As more and more people become infected I have this strange mental image of objects dropping from the sky, more and more as every day goes by. Maybe you are spared, maybe one collides with your skull, maybe you get grazed, maybe your loved one is killed right next to you.

There seems to be no sense to why these things are striking people but of course it’s not completely random, there are all these micro-patterns placing people in harm’s way, and randomness seems terrifying but it seems even worse to believe we have some tiny amount of control. I can’t stop thinking about the people who are choosing to be the most at risk right now — or are without choice because they are considered an essential worker — and how healthcare providers and grocery clerks and restaurant employees and delivery people are out there every day while I huddle in isolation.
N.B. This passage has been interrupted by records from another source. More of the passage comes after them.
//! Job handlers.
//!
//! Submission returns `202` as soon as the job record exists; clients poll
//! `GET /jobs/:id` and fetch the artifact from `GET /jobs/:id/download`.

use axum::body::Body;
use axum::extract::rejection::JsonRejection;
use axum::extract::{Path, State};
use axum::http::{header, StatusCode};
use axum::response::{IntoResponse, Response};
use axum::Json;
use reel_models::{CompositeJobRequest, FailureCode, JobId, JobKind, JobRecord, JobState};
use serde::Serialize;
use serde_json::Value;
use tokio_util::io::ReaderStream;
use tracing::{error, info};
use validator::Validate;

use crate::error::{ApiError, ApiResult};
use crate::state::AppState;

// ============================================================================
// Types
// ============================================================================

/// Response to an accepted submission.
#[derive(Debug, Serialize)]
pub struct JobAcceptedResponse {
    pub job_id: String,
    pub status_url: String,
}

impl JobAcceptedResponse {
    fn new(job_id: &JobId) -> Self {
        Self {
            job_id: job_id.to_string(),
            status_url: format!("/jobs/{}", job_id),
        }
    }
}

/// Client-facing view of a job record.
#[derive(Debug, Serialize)]
pub struct JobSnapshot {
    pub job_id: String,
    pub kind: JobKind,
    pub state: JobState,
    /// Progress percentage (0-100)
    pub progress: u8,
    #[serde(skip_serializing_if = "Option::is_none")]
    pub error: Option<String>,
    #[serde(skip_serializing_if = "Option::is_none")]
    pub error_code: Option<FailureCode>,
    /// Present once the job completed
    #[serde(skip_serializing_if = "Option::is_none")]
    pub download_url: Option<String>,
    pub created_at: String,
    #[serde(skip_serializing_if = "Option::is_none")]
    pub started_at: Option<String>,
    #[serde(skip_serializing_if = "Option::is_none")]
    pub completed_at: Option<String>,
}

impl From<JobRecord> for JobSnapshot {
    fn from(record: JobRecord) -> Self {
        let download_url = (record.state == JobState::Completed)
            .then(|| format!("/jobs/{}/download", record.id));
        Self {
            job_id: record.id.to_string(),
            kind: record.kind,
            state: record.state,
            progress: record.progress,
            error: record.error,
            error_code: record.error_code,
            download_url,
            created_at: record.created_at.to_rfc3339(),
            started_at: record.started_at.map(|t| t.to_rfc3339()),
            completed_at: record.completed_at.map(|t| t.to_rfc3339()),
        }
    }
}

#[derive(Debug, Serialize)]
pub struct JobListResponse {
    pub jobs: Vec<JobSnapshot>,
    pub total: usize,
}

#[derive(Debug, Serialize)]
pub struct CancelResponse {
    pub job_id: String,
    pub cancelling: bool,
}

#[derive(Debug, Serialize)]
pub struct EffectListResponse {
    pub effects: Vec<String>,
}

// ============================================================================
// Handlers
// ============================================================================

/// POST /jobs/:effect_id
///
/// Submit a single-effect render with raw JSON parameters.
pub async fn create_job(
    State(state): State<AppState>,
    Path(effect_id): Path<String>,
    body: Result<Json<Value>, JsonRejection>,
) -> ApiResult<(StatusCode, Json<JobAcceptedResponse>)> {
    let Json(raw) = body.map_err(|e| ApiError::bad_request(e.body_text()))?;

    let bundle = state.builder.build(&effect_id, &raw)?;
    let job_id = state.orchestrator.submit_single(bundle)?;
    info!(job_id = %job_id, effect_id = %effect_id, "Accepted render job");

    Ok((StatusCode::ACCEPTED, Json(JobAcceptedResponse::new(&job_id))))
}

/// POST /jobs/composite
///
/// Submit an ordered list of effects rendered and merged into one video.
pub async fn create_composite_job(
    State(state): State<AppState>,
    body: Result<Json<Value>, JsonRejection>,
) -> ApiResult<(StatusCode, Json<JobAcceptedResponse>)> {
    let Json(raw) = body.map_err(|e| ApiError::bad_request(e.body_text()))?;
    let request: CompositeJobRequest = serde_json::from_value(raw)
        .map_err(|e| ApiError::Validation(format!("Invalid composite request: {}", e)))?;
    request.validate()?;

    let spec = request.build_spec(state.builder.as_ref())?;
    let steps = spec.len();
    let job_id = state.orchestrator.submit_composite(spec)?;
    info!(
        job_id = %job_id,
        steps,
        merge_mode = %request.merge_mode,
        "Accepted composite render job"
    );

    Ok((StatusCode::ACCEPTED, Json(JobAcceptedResponse::new(&job_id))))
}

/// GET /jobs/:job_id
pub async fn get_job(
    State(state): State<AppState>,
    Path(job_id): Path<String>,
) -> ApiResult<Json<JobSnapshot>> {
    let job_id = parse_job_id(&job_id)?;
    let record = state
        .store()
        .get(&job_id)
        .ok_or_else(|| ApiError::not_found(format!("Job {} not found", job_id)))?;

    Ok(Json(record.into()))
}

/// GET /jobs
///
/// All jobs, newest first.
pub async fn list_jobs(State(state): State<AppState>) -> Json<JobListResponse> {
    let jobs: Vec<JobSnapshot> = state.store().list().into_iter().map(Into::into).collect();
    Json(JobListResponse {
        total: jobs.len(),
        jobs,
    })
}

/// GET /jobs/:job_id/download
///
/// Streams the artifact of a completed job.
///
/// Returns:
/// - 200: the MP4 as an attachment
/// - 404: unknown job, or `artifact_missing` when the file is gone
/// - 409: job not completed
pub async fn download_artifact(
    State(state): State<AppState>,
    Path(job_id): Path<String>,
) -> ApiResult<Response> {
    let job_id = parse_job_id(&job_id)?;
    let record = state
        .store()
        .get(&job_id)
        .ok_or_else(|| ApiError::not_found(format!("Job {} not found", job_id)))?;

    let artifact = match (record.state, record.output_artifact) {
        (JobState::Completed, Some(artifact)) => artifact,
        (JobState::Completed, None) => {
            error!(job_id = %job_id, "Completed job has no artifact recorded");
            return Err(ApiError::internal("completed job has no artifact"));
        }
        (other, _) => {
            return Err(ApiError::conflict(format!(
                "Job {} is {}, not completed",
                job_id, other
            )))
        }
    };

    let path = state.orchestrator.artifact_path(&artifact);
    let file = match tokio::fs::File::open(&path).await {
        Ok(file) => file,
        Err(e) if e.kind() == std::io::ErrorKind::NotFound => {
            error!(
                job_id = %job_id,
                path = %path.display(),
                "Artifact of completed job is missing from disk (data loss)"
            );
            return Err(ApiError::ArtifactMissing(artifact));
        }
        Err(e) => {
            return Err(ApiError::internal(format!(
                "Failed to open artifact {}: {}",
                path.display(),
                e
            )))
        }
    };
    let length = file
        .metadata()
        .await
        .map_err(|e| ApiError::internal(format!("Failed to stat artifact: {}", e)))?
        .len();

    let headers = [
        (header::CONTENT_TYPE, "video/mp4".to_string()),
        (header::CONTENT_LENGTH, length.to_string()),
        (
            header::CONTENT_DISPOSITION,
            format!("attachment; filename=\"{}\"", artifact),
        ),
    ];
    Ok((headers, Body::from_stream(ReaderStream::new(file))).into_response())
}

/// POST /jobs/:job_id/cancel
///
/// Returns:
/// - 202: cancellation signalled
/// - 404: unknown job
/// - 409: job already terminal
pub async fn cancel_job(
    State(state): State<AppState>,
    Path(job_id): Path<String>,
) -> ApiResult<(StatusCode, Json<CancelResponse>)> {
    let job_id = parse_job_id(&job_id)?;
    state.orchestrator.cancel(&job_id)?;
    info!(job_id = %job_id, "Cancellation requested");

    Ok((
        StatusCode::ACCEPTED,
        Json(CancelResponse {
            job_id: job_id.to_string(),
            cancelling: true,
        }),
    ))
}

/// GET /effects
pub async fn list_effects(State(state): State<AppState>) -> Json<EffectListResponse> {
    let mut effects = state.builder.effect_ids();
    effects.sort();
    Json(EffectListResponse { effects })
}

// ============================================================================
// Helpers
// ============================================================================

fn parse_job_id(id: &str) -> ApiResult<JobId> {
    if is_valid_job_id(id) {
        Ok(JobId::from_string(id))
    } else {
        Err(ApiError::bad_request("Invalid job ID format"))
    }
}

/// Valid format: alphanumeric characters and hyphens only, 8-64 chars.
fn is_valid_job_id(id: &str) -> bool {
    (8..=64).contains(&id.len()) && id.chars().all(|c| c.is_ascii_alphanumeric() || c == '-')
}

#[cfg(test)]
mod tests {
    use super::*;

    #[test]
    fn test_valid_job_ids() {
        assert!(is_valid_job_id("render-20261016-1760616000123456"));
        assert!(is_valid_job_id("abc-1234-def"));
    }

    #[test]
    fn test_invalid_job_ids() {
        assert!(!is_valid_job_id(""));
        assert!(!is_valid_job_id("short"));
        assert!(!is_valid_job_id("has space"));
        assert!(!is_valid_job_id("../../etc/passwd"));
        assert!(!is_valid_job_id("has.dot.mp4"));
        assert!(!is_valid_job_id(&"a".repeat(65)));
    }
}
//! Request handlers.

pub mod health;
pub mod jobs;

pub use health::*;
pub use jobs::*;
I could tell you that I am enormously blessed, blessed to have a remote job and a house filled with creature comforts and a lifestyle that’s fairly adaptable. You could take that word blessed and replace it with privileged and it would be every bit as true, and how fair is that, if the reason I dodge these pieces of falling sky is because of the world being stacked in my favor despite all the crappy life choices I’ve made?

There’s this quote from The Unforgiven: “Deserve’s got nothing to do with it.” I am not a spiritual person, so I suppose that is what I believe: that life is not driven by any sort of karmic justice.

It seems like I should be able to feel some ease from that, a surrender from my endless toxic inner dialogue, but it’s one more reason I have a hard time taking a deep breath right now. It’s another beat in the jungle drums that sound a bit louder every day.